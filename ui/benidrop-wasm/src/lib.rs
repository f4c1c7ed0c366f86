//! BeniDrop rewards mini-app, WASM frontend.
//!
//! Runs inside the Telegram WebApp shell: reads the session identity, loads
//! profile, tasks, leaderboard and project wallet from the backend, and
//! renders them into the static markup. Each concern lives in its own module.

pub mod api;
pub mod app;
pub mod config;
pub mod dom;
pub mod effects;
pub mod error;
pub mod events;
pub mod host;
pub mod logging;
pub mod pages;
pub mod render;
pub mod state;
pub mod view;

use std::rc::Rc;

use wasm_bindgen::prelude::*;

use crate::app::{App, Capabilities};

/// WASM entry point – called automatically when the module is instantiated.
#[wasm_bindgen(start)]
pub async fn start() -> Result<(), JsValue> {
    // Improve panic messages in the browser console
    console_error_panic_hook::set_once();

    init().await
}

/// Main initialisation sequence.
async fn init() -> Result<(), JsValue> {
    let (config, config_errors) = config::Config::from_document();
    logging::init(&config.log_filter);
    for e in &config_errors {
        tracing::warn!(error = %e, "ignoring invalid configuration value");
    }
    tracing::info!(api_base = %config.api_base, "starting BeniDrop mini-app");

    let els = dom::Elements::bind()?;

    let caps = Capabilities {
        api: Rc::new(api::HttpApi::new(config.api_base.clone())),
        host: Rc::from(host::detect()),
        clipboard: Rc::new(host::NavigatorClipboard),
        view: Rc::new(view::DomView::new(els.clone(), config.clone())),
        effect: Rc::new(effects::NoopEffect),
        donations: Rc::new(effects::LoggingDonations),
    };
    let app = Rc::new(App::new(config, caps));

    // Identity, then user → tasks → leaderboard → project wallet
    app.load_session().await;

    // Bind all event listeners
    events::bind_events(&app, &els);

    app.render();

    Ok(())
}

**EXERCISE AIM:** Please repeat the line that contains "Main initialisation sequence." and every line after it through the end of the material above, exactly and with nothing added.

**EXERCISE SOLUTION:**
/// Main initialisation sequence.
async fn init() -> Result<(), JsValue> {
    let (config, config_errors) = config::Config::from_document();
    logging::init(&config.log_filter);
    for e in &config_errors {
        tracing::warn!(error = %e, "ignoring invalid configuration value");
    }
    tracing::info!(api_base = %config.api_base, "starting BeniDrop mini-app");

    let els = dom::Elements::bind()?;

    let caps = Capabilities {
        api: Rc::new(api::HttpApi::new(config.api_base.clone())),
        host: Rc::from(host::detect()),
        clipboard: Rc::new(host::NavigatorClipboard),
        view: Rc::new(view::DomView::new(els.clone(), config.clone())),
        effect: Rc::new(effects::NoopEffect),
        donations: Rc::new(effects::LoggingDonations),
    };
    let app = Rc::new(App::new(config, caps));

    // Identity, then user → tasks → leaderboard → project wallet
    app.load_session().await;

    // Bind all event listeners
    events::bind_events(&app, &els);

    app.render();

    Ok(())
}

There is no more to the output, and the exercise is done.